Outra vítima, outro nome, a mesma história que se repete. Desta vez, João Alberto Silveira Freitas, um homem negro de 40 anos, é assassinado por dois seguranças do Carrefour em  Porto Alegre. O mesmo supermercado que escondeu o corpo de um trabalhador, que faleceu durante o expediente, em meio aos guarda-chuvas.

O preço da vida etiquetado como se fosse mercadoria, descartável. A comoção pela morte de João Alberto é diferente da que vimos no brutal assassinato do norte-americano, George Floyd.

Luta contra o racismo tem avançado em todo o mundo

Essas diferenças dizem muito sobre nós enquanto sociedade. O sangue escorre e aqui não nos importamos em curar essas feridas que seguem abertas.

Agora, o Carrefour anunciou um fundo de R$25 milhões para o combate ao preconceito e ao racismo estrutural no Brasil. Mas, será que é o dinheiro que consertará essa política institucionalizada de morte e tortura? Essa cultura de que pessoas possuem valor de acordo com a cor da pele? Do status social? Se é justamente a lógica capitalista que se fundamenta nesses critérios para se perpetuar violando e explorando seres humanos?

Quando a empresária, Luiza Trajano, dona da rede Magazine Luiza, divulgou a iniciativa de criar um trainee para negros, foi duramente criticada. Mas, basta olhar atentamente para as imagens dos programas de trainee das maiores empresas do país, para os cursos nas melhores universidades, para os cargos de liderança. A maioria das pessoas é branca, o que não reflete a realidade da população brasileira, majoritariamente parda e preta.

Anibal Quijano, no livro Colonialidade do poder, Eurocentrismo e América Latina, fala sobre como novas identidades sociais foram construídas a partir da descoberta do continente latino-americano.

A globalização em curso é, em primeiro lugar, a culminação de um processo que começou com a constituição da América e do capitalismo colonial/moderno e eurocentrado como um novo padrão de poder mundial. Um dos eixos fundamentais desse padrão de poder é a classificação social da população mundial de acordo com a ideia de raça, uma construção mental que expressa a experiência básica da dominação colonial e que desde então permeia as dimensões mais importantes do poder mundial, incluindo sua racionalidade específica, o eurocentrismo.

Quijano explica que dois processos históricos convergiram e se associaram na produção do referido espaço/tempo e estabeleceram-se como os dois eixos fundamentais do novo padrão de poder:

Por um lado, a codificação das diferenças entre conquistadores e conquistados na ideia de raça, ou seja, uma supostamente distinta estrutura biológica que situava a uns em situação natural de inferioridade em relação a outros.
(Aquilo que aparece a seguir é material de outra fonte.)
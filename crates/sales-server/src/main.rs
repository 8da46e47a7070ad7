use std::sync::Arc;
use std::time::Duration;

use async_trait::async_trait;
use rusqlite::Connection;
use tokio::sync::watch;
use tracing::{info, warn};

use sales_bandit::{ExperimentDefinition, Experimenter};
use sales_breaker::{Breaker, BreakerRegistry};
use sales_cache::CacheLayer;
use sales_core::config::CoreConfig;
use sales_empathy::TemplateCatalogue;
use sales_llm::{CannedFallbackProvider, HttpLlmGateway, LlmGateway};
use sales_ml::{
    DriftDetector, InMemoryTrackingSink, MlPipeline, ModelWindow, RetrainQueue, TrackingSink,
    WindowSource,
};
use sales_orchestrator::Orchestrator;
use sales_predictors::PredictorRegistry;
use sales_sessions::SessionManager;

/// Supplies the drift pipeline's rolling windows from whatever the
/// tracking sink has observed. A production deployment swaps this for a
/// real aggregator over persisted predictions; this one only proves the
/// wiring end to end, the same role `InMemoryTrackingSink` plays for the
/// sink itself.
struct EmptyWindowSource;

#[async_trait]
impl WindowSource for EmptyWindowSource {
    async fn snapshot(&self) -> Vec<ModelWindow> {
        Vec::new()
    }
}

fn default_experiments() -> Vec<ExperimentDefinition> {
    vec![
        ExperimentDefinition {
            experiment_id: "greeting".into(),
            control: "A".into(),
            variants: vec!["A".into(), "B".into()],
            min_sample_size: 200,
            confidence_level: 0.95,
        },
        ExperimentDefinition {
            experiment_id: "price_objection".into(),
            control: "A".into(),
            variants: vec!["A".into(), "B".into()],
            min_sample_size: 200,
            confidence_level: 0.95,
        },
    ]
}

fn default_db_path() -> String {
    let home = std::env::var("HOME").unwrap_or_else(|_| ".".to_string());
    format!("{}/.sales/sales.db", home)
}

#[tokio::main]
async fn main() -> anyhow::Result<()> {
    tracing_subscriber::fmt()
        .with_env_filter(
            tracing_subscriber::EnvFilter::try_from_default_env()
                .unwrap_or_else(|_| "sales_server=info,sales_orchestrator=info".into()),
        )
        .init();

    let config_path = std::env::var("SALES_CONFIG").ok();
    let config = CoreConfig::load(config_path.as_deref()).unwrap_or_else(|e| {
        warn!("config load failed ({}), using defaults", e);
        CoreConfig::default()
    });

    let db_path = std::env::var("SALES_DB_PATH").unwrap_or_else(|_| default_db_path());
    if let Some(parent) = std::path::Path::new(&db_path).parent() {
        std::fs::create_dir_all(parent)?;
    }
    let conn = Connection::open(&db_path)?;
    sales_sessions::db::init_db(&conn)?;
    let sessions = Arc::new(SessionManager::new(conn));

    let cache = Arc::new(CacheLayer::new(&config.cache));
    let breakers = Arc::new(BreakerRegistry::new(&config.breaker));
    let predictors = Arc::new(PredictorRegistry::new());
    let experimenter = Arc::new(Experimenter::new(default_experiments()));
    let catalogue = Arc::new(TemplateCatalogue::load());

    let llm_breaker: Arc<dyn Breaker> = breakers
        .get("llm")
        .expect("llm breaker always registered");
    let llm_base_url = std::env::var("SALES_LLM_BASE_URL")
        .unwrap_or_else(|_| "http://localhost:8090".to_string());
    let llm_api_key = std::env::var("SALES_LLM_API_KEY").unwrap_or_default();
    let llm: Arc<dyn LlmGateway> = Arc::new(HttpLlmGateway::new(llm_base_url, llm_api_key, llm_breaker));
    let fallback_llm: Arc<dyn LlmGateway> = Arc::new(CannedFallbackProvider::new());

    let tracking: Arc<dyn TrackingSink> = Arc::new(InMemoryTrackingSink::new());

    let orchestrator = Arc::new(Orchestrator::new(
        sessions,
        cache,
        breakers,
        predictors,
        experimenter,
        catalogue,
        llm,
        fallback_llm,
        tracking,
        config.clone(),
    ));

    let (shutdown_tx, shutdown_rx) = watch::channel(false);
    let (retrain_queue, _retrain_rx) = RetrainQueue::new(64);
    let ml_pipeline = MlPipeline::new(
        DriftDetector::new(config.drift.psi_threshold, config.drift.accuracy_drop_pp),
        retrain_queue,
        Arc::new(EmptyWindowSource),
    );
    let drift_poll = Duration::from_secs(config.drift.window_hours * 3600);
    let ml_task = tokio::spawn(ml_pipeline.run(drift_poll, shutdown_rx));

    info!(
        max_in_flight = config.orchestrator.max_in_flight,
        "sales-server ready: Orchestrator wired, no transport attached"
    );

    tokio::signal::ctrl_c().await?;
    info!("shutdown signal received");
    let _ = shutdown_tx.send(true);
    let _ = ml_task.await;
    drop(orchestrator);

    Ok(())
}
Essa ideia foi assumida pelos conquistadores como o principal elemento constitutivo, fundacional, das relações de dominação que a conquista exigia. Nessas bases, consequentemente, foi classificada a população da América, e mais tarde do mundo, nesse novo padrão de poder. Por outro lado, a articulação de todas as formas históricas de controle do trabalho, de seus recursos e de seus produtos, em torno do capital e do mercado mundial.
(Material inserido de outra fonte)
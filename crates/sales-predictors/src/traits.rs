use async_trait::async_trait;

use crate::error::Result;
use crate::types::{Features, PredictorResult};

/// Common interface for the four predictor models (§4.4). Each instance
/// owns its own rule-based fallback, mirroring how a provider owns its
/// own default `send_stream` implementation — callers never construct a
/// fallback externally, they just ask the predictor for one.
#[async_trait]
pub trait Predictor: Send + Sync {
    /// Stable identifier used for dispatch and telemetry, e.g. `"objection-v1"`.
    fn model_id(&self) -> &str;

    /// Run the model path. Callers apply their own timeout; a predictor
    /// must not block indefinitely.
    async fn predict(&self, features: &Features) -> Result<PredictorResult>;

    /// Deterministic, dependency-free substitute used when the model path
    /// times out, the model's breaker is open, or `predict` returns an
    /// error. Always succeeds.
    fn fallback(&self, features: &Features) -> PredictorResult;
}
Com isso, as novas identidades históricas produzidas sobre a ideia de raça foram associadas à natureza dos papéis e lugares na nova estrutura global de controle do trabalho. “Assim, ambos os elementos, raça e divisão do trabalho, foram estruturalmente associados e reforçando-se mutuamente, apesar de que nenhum dos dois era necessariamente dependente do outro para existir ou para transformar-se. Desse modo, impôs-se uma sistemática divisão racial do trabalho”, demonstra Quijano.

Protestos contra o racismo e a discriminação racial se espalham em todo o mundo

Ainda precisamos avançar muito na democratização do acesso, em garantir chances iguais em um sistema desigual. As pessoas não estão representadas, seja no mercado de trabalho, seja no poder público. Isso são dados e fatos. Não há como maquiar a realidade a que estamos submetidos.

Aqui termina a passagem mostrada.